O.k. ich frage nicht, aber schade, ich dachte, ihr würdet auch bald ein Kind bekommen. Ihr wolltet es doch beide. Anyway, du brauchst nichts zu sagen. Aber du mußt uns besuchen, Lola. Du mußt unsren Jungen sehn.

Ich besuch euch in der nächsten Zeit. Gib mir eure Telefonnummer. Ich ruf vorher an. Aber jetzt muß ich gehn.

Das wär schön, Lola. Meine Frau wird sich freuen. Sie kann was zu Essen machen. Wir können trinken und reden. Komm abends, ich hab wieder Arbeit.

Lola überquerte schnell die Straße. Es war völlig windstill. Eine feuchte Dunstglocke hing über der Stadt. Die Kirchturmspitze war nicht mehr zu erkennen. Sie ekelte sich vor den Abgasen der Autos. Bog in eine Seitenstraße.

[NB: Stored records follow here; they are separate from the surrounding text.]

pub mod config;
pub mod error;
pub mod progress;
pub mod runner;

use serde::{Deserialize, Serialize};

use crate::catalog::CatalogRecord;
use crate::worker::ProcessingResult;

pub use config::PipelineConfig;
pub use error::PipelineError;
pub use progress::{LogProgress, NoopProgress, ProgressEvent, ProgressReporter};
pub use runner::ImagePipeline;

/// Step an item reached (on success) or failed at.
#[derive(Debug, Clone, Copy, PartialEq, Eq, PartialOrd, Ord, Hash, Serialize, Deserialize)]
#[serde(rename_all = "lowercase")]
pub enum Stage {
    Located,
    Decoded,
    Prepared,
    Analyzed,
    Persisted,
    Exception,
}

impl Stage {
    pub fn as_str(self) -> &'static str {
        match self {
            Self::Located => "located",
            Self::Decoded => "decoded",
            Self::Prepared => "prepared",
            Self::Analyzed => "analyzed",
            Self::Persisted => "persisted",
            Self::Exception => "exception",
        }
    }
}

impl std::fmt::Display for Stage {
    fn fmt(&self, f: &mut std::fmt::Formatter<'_>) -> std::fmt::Result {
        f.write_str(self.as_str())
    }
}

/// Processes one catalog record to completion. Implementations report every
/// failure through the returned result rather than by returning early.
pub trait ItemProcessor: Send + Sync {
    fn process(&self, record: &CatalogRecord) -> ProcessingResult;
}

#[cfg(test)]
mod tests {
    use super::*;

    #[test]
    fn test_stage_serializes_lowercase() {
        assert_eq!(serde_json::to_string(&Stage::Analyzed).unwrap(), "\"analyzed\"");
        assert_eq!(Stage::Exception.to_string(), "exception");
    }
}
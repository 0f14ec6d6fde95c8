use reqwest::blocking::Client;
use secrecy::SecretString;
use serde_json::{json, Value};

use super::http::{build_client, post_json_with_retry};
use super::ollama::parse_generate_response;
use super::{AnalysisMetadata, AnalyzerError, ImageAnalyzer, PreparedImage};
use crate::config::AnalyzerConfig;

/// Generic JSON service: receives the base64 JPEG and answers either with the
/// metadata object itself or with `{"response": "<text containing JSON>"}`.
pub struct EndpointAnalyzer {
    client: Client,
    url: String,
    model: String,
    prompt: String,
    api_key: Option<SecretString>,
    max_retries: u32,
}

impl EndpointAnalyzer {
    pub fn new(config: &AnalyzerConfig) -> Result<Self, AnalyzerError> {
        if config.api_url.trim().is_empty() {
            return Err(AnalyzerError::Config("endpoint requires api_url".to_string()));
        }
        Ok(Self {
            client: build_client(config.timeout_secs)?,
            url: config.api_url.clone(),
            model: config.model.clone(),
            prompt: config.prompt.clone(),
            api_key: config
                .api_key
                .as_ref()
                .filter(|k| !k.is_empty())
                .map(|k| SecretString::from(k.clone())),
            max_retries: config.max_retries,
        })
    }

    fn request_body(&self, image: &PreparedImage) -> Value {
        json!({
            "image": image.base64,
            "media_type": "image/jpeg",
            "model": self.model,
            "prompt": self.prompt,
        })
    }
}

pub(crate) fn parse_endpoint_response(reply: &Value) -> Result<Option<AnalysisMetadata>, AnalyzerError> {
    if reply.get("response").is_some_and(Value::is_string) {
        return parse_generate_response(reply);
    }
    if reply.is_null() {
        return Ok(None);
    }
    AnalysisMetadata::from_value(reply)
        .map(Some)
        .ok_or_else(|| AnalyzerError::ResponseParse("expected a JSON object".to_string()))
}

impl ImageAnalyzer for EndpointAnalyzer {
    fn name(&self) -> &str {
        "endpoint"
    }

    fn analyze(&self, image: &PreparedImage) -> Result<Option<AnalysisMetadata>, AnalyzerError> {
        let reply = post_json_with_retry(
            &self.client,
            &self.url,
            &self.request_body(image),
            self.api_key.as_ref(),
            self.max_retries,
        )?;
        parse_endpoint_response(&reply)
    }
}
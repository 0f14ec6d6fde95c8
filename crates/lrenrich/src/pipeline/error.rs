use thiserror::Error;

use super::Stage;
use crate::analyzer::AnalyzerError;
use crate::catalog::DatabaseError;
use crate::decoder::DecodeError;

#[derive(Error, Debug)]
pub enum PipelineError {
    #[error("No preview found for '{base_name}'")]
    NotFound { base_name: String },

    #[error("Decoding failed: {0}")]
    Decode(#[from] DecodeError),

    #[error("Preparing image for analysis failed: {0}")]
    Prepare(#[source] image::ImageError),

    #[error("Analysis failed: {0}")]
    Analysis(#[from] AnalyzerError),

    #[error("Analyzer returned no result")]
    NoResult,

    #[error("Writing metadata failed: {0}")]
    Persist(#[source] DatabaseError),
}

impl PipelineError {
    /// The step this error terminated the item at.
    pub fn stage(&self) -> Stage {
        match self {
            Self::NotFound { .. } => Stage::Located,
            Self::Decode(_) => Stage::Decoded,
            Self::Prepare(_) => Stage::Prepared,
            Self::Analysis(_) | Self::NoResult => Stage::Analyzed,
            Self::Persist(_) => Stage::Persisted,
        }
    }
}
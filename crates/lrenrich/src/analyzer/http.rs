use std::time::Duration;

use reqwest::blocking::Client;
use secrecy::{ExposeSecret, SecretString};
use serde_json::Value;
use tracing::{debug, warn};

use super::AnalyzerError;
use crate::sanitize::redact_url;

const BACKOFF_BASE: Duration = Duration::from_secs(1);
const BACKOFF_CAP: Duration = Duration::from_secs(30);

pub(crate) fn build_client(timeout_secs: u64) -> Result<Client, AnalyzerError> {
    Client::builder()
        .timeout(Duration::from_secs(timeout_secs.max(1)))
        .build()
        .map_err(AnalyzerError::from)
}

fn is_transient(error: &AnalyzerError) -> bool {
    match error {
        AnalyzerError::Http(e) => e.is_timeout() || e.is_connect() || e.is_request(),
        AnalyzerError::Status { status, .. } => *status == 429 || *status >= 500,
        _ => false,
    }
}

fn post_once(
    client: &Client,
    url: &str,
    body: &Value,
    api_key: Option<&SecretString>,
) -> Result<Value, AnalyzerError> {
    let mut request = client.post(url).json(body);
    if let Some(key) = api_key {
        request = request.bearer_auth(key.expose_secret());
    }

    let response = request.send()?;
    let status = response.status();
    if !status.is_success() {
        let body = response.text().unwrap_or_default();
        return Err(AnalyzerError::Status {
            status: status.as_u16(),
            body: body.chars().take(500).collect(),
        });
    }
    Ok(response.json()?)
}

/// POSTs `body` as JSON, retrying transport failures, 429 and 5xx answers
/// with exponential backoff. `max_retries` counts retries after the first try.
pub(crate) fn post_json_with_retry(
    client: &Client,
    url: &str,
    body: &Value,
    api_key: Option<&SecretString>,
    max_retries: u32,
) -> Result<Value, AnalyzerError> {
    let mut attempt = 0;
    loop {
        match post_once(client, url, body, api_key) {
            Ok(value) => return Ok(value),
            Err(e) if attempt < max_retries && is_transient(&e) => {
                let delay = BACKOFF_BASE
                    .saturating_mul(2u32.saturating_pow(attempt))
                    .min(BACKOFF_CAP);
                warn!(
                    url = %redact_url(url),
                    attempt = attempt + 1,
                    "Analysis request failed, retrying in {:?}: {}",
                    delay,
                    e
                );
                std::thread::sleep(delay);
                attempt += 1;
            }
            Err(e) => {
                debug!(url = %redact_url(url), "Analysis request failed: {}", e);
                return Err(e);
            }
        }
    }
}
//! Bounded exponential backoff around catalog lock contention.

use std::time::Duration;

use rusqlite::ErrorCode;
use tracing::warn;

use super::DatabaseError;

/// One initial call plus up to `retries` more, sleeping `base_delay * 2^n`
/// after the n-th failed attempt.
#[derive(Debug, Clone, Copy, PartialEq, Eq)]
pub struct RetryPolicy {
    pub retries: u32,
    pub base_delay: Duration,
}

impl RetryPolicy {
    pub fn new(retries: u32, base_delay: Duration) -> Self {
        Self {
            retries,
            base_delay,
        }
    }

    pub fn max_attempts(&self) -> u32 {
        self.retries.saturating_add(1)
    }

    /// Delay after the failed attempt with zero-based index `attempt`.
    pub fn delay_for(&self, attempt: u32) -> Duration {
        let factor = 2u32.saturating_pow(attempt);
        self.base_delay.saturating_mul(factor)
    }

    /// Every delay a fully exhausted call sleeps through, in order.
    pub fn schedule(&self) -> Vec<Duration> {
        (0..self.retries).map(|attempt| self.delay_for(attempt)).collect()
    }
}

impl Default for RetryPolicy {
    fn default() -> Self {
        Self::new(3, Duration::from_millis(500))
    }
}

pub fn is_lock_contention(error: &rusqlite::Error) -> bool {
    matches!(
        error.sqlite_error_code(),
        Some(ErrorCode::DatabaseBusy) | Some(ErrorCode::DatabaseLocked)
    )
}

/// Runs `op`, retrying only lock contention, sleeping with `std::thread::sleep`.
pub fn retry_on_lock<T, F>(policy: &RetryPolicy, op: F) -> Result<T, DatabaseError>
where
    F: FnMut(u32) -> Result<T, DatabaseError>,
{
    retry_on_lock_with(policy, std::thread::sleep, op)
}

/// Same as [`retry_on_lock`] with an injectable sleep.
pub fn retry_on_lock_with<T, F, S>(
    policy: &RetryPolicy,
    mut sleep: S,
    mut op: F,
) -> Result<T, DatabaseError>
where
    F: FnMut(u32) -> Result<T, DatabaseError>,
    S: FnMut(Duration),
{
    let mut attempt = 0;
    loop {
        match op(attempt) {
            Ok(value) => return Ok(value),
            Err(DatabaseError::Sqlite(error)) if is_lock_contention(&error) => {
                let made = attempt + 1;
                if attempt >= policy.retries {
                    return Err(DatabaseError::RetriesExhausted {
                        attempts: made,
                        source: error,
                    });
                }
                let delay = policy.delay_for(attempt);
                warn!(
                    retry = made,
                    retries = policy.retries,
                    delay_ms = delay.as_millis() as u64,
                    "Catalog locked, retrying: {}",
                    error
                );
                sleep(delay);
                attempt = made;
            }
            Err(other) => return Err(other),
        }
    }
}
use std::cmp::Ordering;
use std::path::{Path, PathBuf};

const HIGH_SUFFIXES: &[&str] = &["_3202", "_3200", "_3951", "_3199"];
const MEDIUM_SUFFIXES: &[&str] = &["_1601", "_1600", "_1975", "_1599"];
const LOW_SUFFIXES: &[&str] = &["_800", "_799", "_987"];

/// Apparent resolution tier of a preview file, inferred from its name.
#[derive(Debug, Clone, Copy, PartialEq, Eq, PartialOrd, Ord, Hash)]
pub enum ResolutionRank {
    Unknown,
    Low,
    Medium,
    High,
}

impl ResolutionRank {
    pub fn from_file_name(name: &str) -> Self {
        let matches = |suffixes: &[&str]| suffixes.iter().any(|s| name.contains(s));
        if matches(HIGH_SUFFIXES) {
            Self::High
        } else if matches(MEDIUM_SUFFIXES) {
            Self::Medium
        } else if matches(LOW_SUFFIXES) {
            Self::Low
        } else {
            Self::Unknown
        }
    }

    pub fn score(self) -> u8 {
        self as u8
    }
}

pub fn rank_path(path: &Path) -> ResolutionRank {
    path.file_name()
        .and_then(|n| n.to_str())
        .map(ResolutionRank::from_file_name)
        .unwrap_or(ResolutionRank::Unknown)
}

/// Orders candidates best-first: higher rank, then lexicographically smaller path.
fn compare_candidates(a: &Path, b: &Path) -> Ordering {
    rank_path(b).cmp(&rank_path(a)).then_with(|| a.cmp(b))
}

/// Picks the best candidate regardless of the order candidates arrive in.
pub fn best_candidate<'a, I>(candidates: I) -> Option<PathBuf>
where
    I: IntoIterator<Item = &'a PathBuf>,
{
    candidates
        .into_iter()
        .min_by(|a, b| compare_candidates(a, b))
        .cloned()
}
use std::path::PathBuf;
use std::sync::Arc;
use std::time::Instant;

use tracing::{debug, info_span, warn};

use crate::analyzer::{prepare_for_analysis, ImageAnalyzer};
use crate::batch::stats::{lock_stats, SharedStats};
use crate::catalog::{CatalogRecord, CatalogStore};
use crate::decoder::PreviewDecoder;
use crate::preview::PreviewLocator;
use crate::worker::ProcessingResult;

use super::config::PipelineConfig;
use super::error::PipelineError;
use super::ItemProcessor;

/// What a run got to before finishing or failing.
#[derive(Default)]
struct Trace {
    preview_path: Option<PathBuf>,
    dimensions: Option<(u32, u32)>,
}

/// locate → decode → prepare → analyze → persist for one record.
pub struct ImagePipeline {
    locator: Arc<PreviewLocator>,
    decoder: PreviewDecoder,
    analyzer: Arc<dyn ImageAnalyzer>,
    catalog: Arc<dyn CatalogStore>,
    stats: SharedStats,
    max_resolution: u32,
    jpeg_quality: u8,
}

impl ImagePipeline {
    pub fn new(
        config: &PipelineConfig,
        locator: Arc<PreviewLocator>,
        decoder: PreviewDecoder,
        analyzer: Arc<dyn ImageAnalyzer>,
        catalog: Arc<dyn CatalogStore>,
        stats: SharedStats,
    ) -> Self {
        Self {
            locator,
            decoder,
            analyzer,
            catalog,
            stats,
            max_resolution: config.preview_max_resolution,
            jpeg_quality: config.jpeg_quality,
        }
    }

    fn run_steps(&self, record: &CatalogRecord, trace: &mut Trace) -> Result<(), PipelineError> {
        // Step 1: Locate
        let path = {
            let _step = info_span!("locate").entered();
            self.locator
                .locate(record)
                .ok_or_else(|| PipelineError::NotFound {
                    base_name: record.base_name.clone(),
                })?
        };
        trace.preview_path = Some(path.clone());
        lock_stats(&self.stats).preview_found += 1;

        // Steps 2+3: Decode and prepare. The bitmap is dropped at the end of
        // this block, before the analyzer runs.
        let prepared = {
            let decoded = {
                let _step = info_span!("decode").entered();
                self.decoder.decode(&path)?
            };
            trace.dimensions = Some(decoded.dimensions());

            let _step = info_span!("prepare").entered();
            prepare_for_analysis(decoded.image(), self.max_resolution, self.jpeg_quality)
                .map_err(PipelineError::Prepare)?
        };

        // Step 4: Analyze
        let metadata = {
            let _step = info_span!("analyze", analyzer = self.analyzer.name()).entered();
            self.analyzer
                .analyze(&prepared)?
                .ok_or(PipelineError::NoResult)?
        };

        // Step 5: Persist
        {
            let _step = info_span!("persist").entered();
            self.catalog
                .write_metadata(record.record_id, &metadata)
                .map_err(PipelineError::Persist)?;
        }
        Ok(())
    }
}

impl ItemProcessor for ImagePipeline {
    fn process(&self, record: &CatalogRecord) -> ProcessingResult {
        let started = Instant::now();
        let _span = info_span!(
            "process_image",
            record_id = record.record_id,
            base_name = %record.base_name
        )
        .entered();

        let mut trace = Trace::default();
        let result = match self.run_steps(record, &mut trace) {
            Ok(()) => {
                debug!("Processed {}", record.base_name);
                let path = trace.preview_path.clone().unwrap_or_default();
                ProcessingResult::success(record, path).with_preview(None, trace.dimensions)
            }
            Err(e) => {
                let stage = e.stage();
                warn!(stage = %stage, "Failed to process {}: {}", record.base_name, e);
                ProcessingResult::failure(record, stage, e.to_string())
                    .with_preview(trace.preview_path, trace.dimensions)
            }
        };
        result.with_elapsed(started.elapsed())
    }
}
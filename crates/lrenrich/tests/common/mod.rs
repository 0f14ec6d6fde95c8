//! Shared test utilities for lrenrich integration tests.
//!
//! This module provides:
//! - `TestHarness` for an isolated catalog with its preview folders
//! - Builders for configurations, catalogs and canned analyzers

pub mod builders;
pub mod harness;

pub use builders::*;
pub use harness::TestHarness;
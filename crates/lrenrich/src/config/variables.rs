use std::sync::OnceLock;

use regex::{Captures, Regex};
use serde_json::Value;
use tracing::warn;

fn env_reference() -> &'static Regex {
    static PATTERN: OnceLock<Regex> = OnceLock::new();
    PATTERN.get_or_init(|| {
        Regex::new(r"\$\{([A-Za-z_][A-Za-z0-9_]*)\}").expect("env reference pattern is valid")
    })
}

/// Replaces `${NAME}` references in every string of a JSON tree with values
/// from the process environment.
pub fn substitute_env_vars(value: &mut Value) {
    substitute_with(value, &|name| std::env::var(name).ok());
}

/// Same as [`substitute_env_vars`] with an explicit lookup. Unknown names
/// become the empty string.
pub fn substitute_with(value: &mut Value, lookup: &dyn Fn(&str) -> Option<String>) {
    match value {
        Value::String(text) => {
            if text.contains("${") {
                *text = expand(text, lookup);
            }
        }
        Value::Array(items) => {
            for item in items {
                substitute_with(item, lookup);
            }
        }
        Value::Object(map) => {
            for (_, item) in map.iter_mut() {
                substitute_with(item, lookup);
            }
        }
        _ => {}
    }
}

fn expand(text: &str, lookup: &dyn Fn(&str) -> Option<String>) -> String {
    env_reference()
        .replace_all(text, |caps: &Captures<'_>| {
            let name = &caps[1];
            lookup(name).unwrap_or_else(|| {
                warn!("Environment variable {} is not set, substituting empty string", name);
                String::new()
            })
        })
        .into_owned()
}
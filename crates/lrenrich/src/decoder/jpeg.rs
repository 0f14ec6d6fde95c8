//! Byte-level JPEG marker helpers.

pub const SOI: [u8; 2] = [0xFF, 0xD8];
pub const EOI: [u8; 2] = [0xFF, 0xD9];
/// SOI followed by the first marker prefix.
pub const SIGNATURE: [u8; 3] = [0xFF, 0xD8, 0xFF];

/// Upper bound on embedded streams considered inside one container.
const MAX_EMBEDDED: usize = 16;

pub fn has_signature(data: &[u8]) -> bool {
    data.starts_with(&SIGNATURE)
}

pub fn find_first(data: &[u8], marker: &[u8]) -> Option<usize> {
    data.windows(marker.len()).position(|w| w == marker)
}

pub fn find_last(data: &[u8], marker: &[u8]) -> Option<usize> {
    data.windows(marker.len()).rposition(|w| w == marker)
}

/// First SOI through last EOI, inclusive.
pub fn legacy_span(data: &[u8]) -> Option<&[u8]> {
    let start = find_first(data, &SOI)?;
    let end = find_last(data, &EOI)?;
    (end > start).then(|| &data[start..end + EOI.len()])
}

/// First full signature through the last EOI after it, inclusive.
pub fn signature_span(data: &[u8]) -> Option<&[u8]> {
    let start = find_first(data, &SIGNATURE)?;
    let end = start + find_last(&data[start..], &EOI)?;
    (end > start).then(|| &data[start..end + EOI.len()])
}

/// Every embedded stream starting at a signature and running to the last EOI,
/// longest first.
pub fn embedded_jpegs(data: &[u8]) -> Vec<&[u8]> {
    let Some(last_eoi) = find_last(data, &EOI) else {
        return Vec::new();
    };

    let mut spans = Vec::new();
    let mut offset = 0;
    while spans.len() < MAX_EMBEDDED {
        let Some(found) = find_first(&data[offset..], &SIGNATURE) else {
            break;
        };
        let start = offset + found;
        if start >= last_eoi {
            break;
        }
        spans.push(&data[start..last_eoi + EOI.len()]);
        offset = start + SIGNATURE.len();
    }

    spans.sort_by_key(|span| std::cmp::Reverse(span.len()));
    spans
}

Die führte zu einem kleinen Platz, der von hohen Bäumen und parkenden Autos umgrenzt wurde. Unvorstellbar, daß Kinder in der Großstadt aufwuchsen. Sie genoß es, in der Stadt zu leben. Die Anonymität, verbunden mit der Lebendigkeit des städtischen Lebens. Jedoch konnte sie sich nicht vorstellen, daß sie ihre eigene Kindheit in dieser Stadt hätte verbracht haben können.

In der kleinen Siedlung, in der sie aufgewachsen war, waren die Straßen damals noch nicht einmal geteert. Nur manchmal hatte ein Lastwagen, der zu einer Baustelle fuhr, die spielenden Kinder auf der Straße gestört. Ringsherum waren Felder und sogar noch eine freie Fläche, die erst ein paar Jahre später bebaut wurde. Dort machten sie Feuer, gruben Erdhöhlen aus, bedeckten sie mit dicken Grassoden. Nach einigen Tagen erkannte niemand mehr den Unterschlupf. Sie und ihre Freundin durften als einzige Mädchen das Quartier der Jungen betreten. Und wehe, eine von euch fängt was mit nem Tommi an. Dann machen wir kurzen Prozeß, hatte einer von den Älteren gedroht, der sich noch gut an den Krieg erinnern konnte. Die Jungen hatten in den Feldern gegen die Engländer gekämpft, und sie und ihre Freundin mußten das Lager bewachen.